Friday, August 26, 2011

Science (teaching) Friday

Its not like we even get these NPR programs here at the correct time of week or day - Science Friday is being broadcast when it is already Friday night here. But I've been working on a physics lab TA training seminar this week, and I found an article I really like. It is a collaboration between chemistry and English professors at Seattle University (Alaimo et. al, 2009), and the topic is helping college students learn to write like scientists. Basically, they argue that writing like a scientist (and I'd add speaking like one) goes hand in hand with thinking like a scientist. The motivation for the paper is the difficulty the chemists saw their students having writing up a professional looking senior thesis in chemistry, even thought these students had done many lab courses and had to write up reports for them.

If you've taken a science lab class, chances are you know that lab reports are a weird little genre unto themselves, having little or nothing to do with actual scientific writing of the kind that goes into journal articles. The authors make a great point about this that is obvious once they've stated it - students who learn to write lab reports are learning to write for a totally different purpose than what a research article has. The audience is the TA who will grade the work, the data and experiments are preselected, there is almost no gathering of multiple instances of the same data, and, let's be honest, almost all unexpected results are chalked up to "human error" and not really explained by the students.

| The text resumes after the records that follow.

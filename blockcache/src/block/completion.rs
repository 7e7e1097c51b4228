//! One-shot completion signal with any number of waiters.
//!
//! The [`Completer`] is consumed when it fires, so an outcome is set at most
//! once. Dropping it unfired wakes every waiter with [`Error::Cancelled`].

use crate::error::{Error, Result};
use std::time::Duration;
use tokio::sync::watch;

pub struct Completer<T> {
    tx: watch::Sender<Option<Result<T>>>,
}

#[derive(Clone)]
pub struct Completion<T> {
    rx: watch::Receiver<Option<Result<T>>>,
}

pub fn completion<T: Clone>() -> (Completer<T>, Completion<T>) {
    let (tx, rx) = watch::channel(None);
    (Completer { tx }, Completion { rx })
}

impl<T: Clone> Completer<T> {
    pub fn complete(self, outcome: Result<T>) {
        self.tx.send_replace(Some(outcome));
    }
}

impl<T: Clone> Completion<T> {
    /// Wait for the outcome.
    pub async fn wait(&self) -> Result<T> {
        let mut rx = self.rx.clone();
        let outcome = match rx.wait_for(Option::is_some).await {
            Ok(v) => (*v).clone(),
            Err(_) => self.peek(),
        };
        outcome.unwrap_or(Err(Error::Cancelled))
    }

    /// Wait at most `d`; `None` if still pending.
    pub async fn wait_timeout(&self, d: Duration) -> Option<Result<T>> {
        tokio::time::timeout(d, self.wait()).await.ok()
    }

    pub fn peek(&self) -> Option<Result<T>> {
        self.rx.borrow().clone()
    }

    /// Set, or abandoned by its completer.
    pub fn is_done(&self) -> bool {
        self.rx.borrow().is_some() || self.rx.has_changed().is_err()
    }
}
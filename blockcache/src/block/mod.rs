//! Block: the unit of caching and remote staging.
//!
//! Responsibilities:
//! - Per-block state machine (`Local` → `Uncommitted` → `Committed`).
//! - Exclusive ownership of at most one pool buffer.
//! - In-flight transfer records used to dedupe and cancel downloads/uploads.
//! - Reference counting through the [`BlockRef`] guard; the cleaner only
//!   evicts unreferenced blocks.
//!
//! Submodules:
//! - `layout`: offset/index arithmetic
//! - `completion`: one-shot completion signal shared by transfer waiters

pub mod completion;
pub mod layout;

use crate::buffer::Buffer;
use base64::Engine as _;
use base64::engine::general_purpose::STANDARD;
use completion::Completion;
use std::ops::Deref;
use std::sync::atomic::{AtomicI64, AtomicU64, Ordering};
use std::sync::{Arc, Mutex, MutexGuard, PoisonError};
use std::time::Duration;
use tokio_util::sync::CancellationToken;

/// Id committed for every hole; the remote holds one all-zero block under it.
pub const ZERO_BLOCK_ID: &str = "mb7yh/CyR8dYgZnL0kunig==";

/// Length of a base64-encoded 16-byte block id.
pub const BLOCK_ID_LEN: usize = 24;

/// Fresh random block id.
pub fn new_block_id() -> String {
    STANDARD.encode(uuid::Uuid::new_v4().as_bytes())
}

static NEXT_TRANSFER: AtomicU64 = AtomicU64::new(1);

pub(crate) fn next_transfer_id() -> u64 {
    NEXT_TRANSFER.fetch_add(1, Ordering::Relaxed)
}

#[derive(Debug, Clone, Copy, PartialEq, Eq)]
pub enum BlockState {
    /// Modified locally, not yet staged.
    Local,
    /// Staged under `remote_id`, not yet part of a committed list.
    Uncommitted,
    /// Part of the blob's committed block list.
    Committed,
}

#[derive(Debug, Clone, Copy, PartialEq, Eq)]
pub enum Priority {
    /// A caller is blocked on the result.
    Sync,
    /// Prefetch or write-back.
    Async,
}

/// Outcome of a successful upload.
#[derive(Debug, Clone, PartialEq, Eq)]
pub struct Staged {
    pub remote_id: String,
    /// Block version whose bytes were staged.
    pub version: u64,
}

/// Record of a transfer that has been submitted and not yet consumed.
pub struct InFlight<T> {
    pub id: u64,
    pub priority: Priority,
    pub done: Completion<T>,
    pub cancel: CancellationToken,
}

pub struct BlockInner {
    pub remote_id: String,
    pub state: BlockState,
    pub hole: bool,
    pub buffer: Option<Buffer>,
    /// Bumped on every modification.
    pub version: u64,
    pub download: Option<InFlight<()>>,
    pub upload: Option<InFlight<Staged>>,
}

impl BlockInner {
    pub fn in_flight(&self) -> bool {
        self.download.is_some() || self.upload.is_some()
    }

    /// Mark modified: the block must be staged again before the next commit.
    pub fn dirty(&mut self) {
        self.hole = false;
        self.state = BlockState::Local;
        self.version += 1;
    }
}

pub struct Block {
    index: u32,
    refs: AtomicI64,
    inner: Mutex<BlockInner>,
}

/// Point-in-time view of a block, for diagnostics and tests.
#[derive(Debug, Clone, PartialEq, Eq)]
pub struct BlockInfo {
    pub index: u32,
    pub state: BlockState,
    pub hole: bool,
    pub buffered: bool,
    pub remote_id: String,
    pub refs: i64,
}

impl Block {
    fn with(index: u32, inner: BlockInner) -> Self {
        Self {
            index,
            refs: AtomicI64::new(0),
            inner: Mutex::new(inner),
        }
    }

    /// A block of an existing committed list.
    pub fn committed(index: u32, remote_id: String) -> Self {
        let hole = remote_id == ZERO_BLOCK_ID;
        Self::with(
            index,
            BlockInner {
                remote_id,
                state: BlockState::Committed,
                hole,
                buffer: None,
                version: 0,
                download: None,
                upload: None,
            },
        )
    }

    /// A block skipped by a sparse write.
    pub fn hole(index: u32) -> Self {
        Self::with(
            index,
            BlockInner {
                remote_id: ZERO_BLOCK_ID.to_string(),
                state: BlockState::Local,
                hole: true,
                buffer: None,
                version: 0,
                download: None,
                upload: None,
            },
        )
    }

    /// A new block holding freshly written data.
    pub fn local(index: u32, buffer: Buffer) -> Self {
        Self::with(
            index,
            BlockInner {
                remote_id: String::new(),
                state: BlockState::Local,
                hole: false,
                buffer: Some(buffer),
                version: 1,
                download: None,
                upload: None,
            },
        )
    }

    pub fn index(&self) -> u32 {
        self.index
    }

    /// Lock the block state. Never hold the guard across an `.await`.
    pub fn lock(&self) -> MutexGuard<'_, BlockInner> {
        self.inner.lock().unwrap_or_else(PoisonError::into_inner)
    }

    pub fn ref_count(&self) -> i64 {
        self.refs.load(Ordering::Acquire)
    }

    /// Take a counted reference; the count drops with the guard.
    pub fn acquire(self: &Arc<Self>) -> BlockRef {
        self.refs.fetch_add(1, Ordering::AcqRel);
        BlockRef(self.clone())
    }

    pub fn info(&self) -> BlockInfo {
        let inner = self.lock();
        BlockInfo {
            index: self.index,
            state: inner.state,
            hole: inner.hole,
            buffered: inner.buffer.is_some(),
            remote_id: inner.remote_id.clone(),
            refs: self.ref_count(),
        }
    }

    /// Detach the buffer of an unreferenced, committed, idle block.
    pub fn try_evict(&self, min_idle: Duration) -> Option<Buffer> {
        if self.ref_count() != 0 {
            return None;
        }
        let mut inner = self.lock();
        if inner.state != BlockState::Committed || inner.in_flight() {
            return None;
        }
        match &inner.buffer {
            Some(buf) if buf.idle() >= min_idle => inner.buffer.take(),
            _ => None,
        }
    }
}

/// Counted reference to a block, held by engine operations and queued tasks.
pub struct BlockRef(Arc<Block>);

impl Clone for BlockRef {
    fn clone(&self) -> Self {
        self.0.acquire()
    }
}

impl Deref for BlockRef {
    type Target = Block;

    fn deref(&self) -> &Block {
        &self.0
    }
}

impl Drop for BlockRef {
    fn drop(&mut self) {
        let prev = self.0.refs.fetch_sub(1, Ordering::AcqRel);
        assert!(prev > 0, "block {} reference count underflow", self.0.index);
    }
}
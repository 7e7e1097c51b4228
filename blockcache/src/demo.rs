//! End-to-end walk through the engine on a local directory store: a sparse
//! write across blocks, flush, reopen and verify.

use crate::cadapter::LocalFsStore;
use crate::config::Config;
use crate::engine::Engine;
use std::path::Path;
use std::sync::Arc;
use tracing::info;

pub async fn e2e_localfs_demo<P: AsRef<Path>>(root: P) -> anyhow::Result<()> {
    let config = Config {
        block_size: 64 * 1024,
        mem_size: 4 * 1024 * 1024,
        workers: 4,
        ..Config::default()
    };
    let block_size = config.block_size as usize;
    let engine = Engine::new(config, Arc::new(LocalFsStore::new(root)))?;

    // One and a half blocks, starting half way into block 2; blocks 0 and 1
    // stay holes.
    let offset = (2 * block_size + block_size / 2) as u64;
    let data: Vec<u8> = (0..block_size + block_size / 2)
        .map(|i| (i % 251) as u8)
        .collect();

    let h = engine.open("demo/data.bin").await?;
    engine.write(h, offset, &data).await?;
    engine.close(h).await?;

    let h = engine.open("demo/data.bin").await?;
    let size = engine.file_size(h)?;
    anyhow::ensure!(size == offset + data.len() as u64, "size mismatch: {size}");

    let mut out = vec![0u8; data.len()];
    let n = engine.read(h, offset, &mut out).await?;
    anyhow::ensure!(n == data.len() && out == data, "data mismatch");

    let mut head = vec![1u8; block_size];
    engine.read(h, 0, &mut head).await?;
    anyhow::ensure!(head.iter().all(|b| *b == 0), "hole is not zero-filled");

    engine.close(h).await?;
    engine.shutdown().await;
    anyhow::ensure!(engine.pool().in_use() == 0, "buffers leaked after close");
    info!(size, "demo-localfs verified");
    Ok(())
}
//! File records and the handle registry
//!
//! Submodules:
//! - `file`: per-file block list, size and sync bookkeeping
//! - `registry`: path/handle lookup; a file lives while it has open handles
pub mod file;
pub mod registry;

pub use file::{File, ListState};
pub use registry::{FileRegistry, HandleId};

So why should we be surprised that students who know how to write a lab report have no idea how to write like scientists?

The authors discuss how they redesigned a yearlong chemistry lab course to mirror actual science data acquisition, analysis, and writeup. And they start with the easiest (e.g. lowest Bloom's taxonomy level) cognitive tasks like writing up the data results and analysis, followed by the harder (higher level) cognitive tasks like the discussion and introduction. They spend time on issues of audience (a person with similar or slightly less chemistry knowledge than you, the student), and purpose of these different sections.

Sounds like a great idea to me.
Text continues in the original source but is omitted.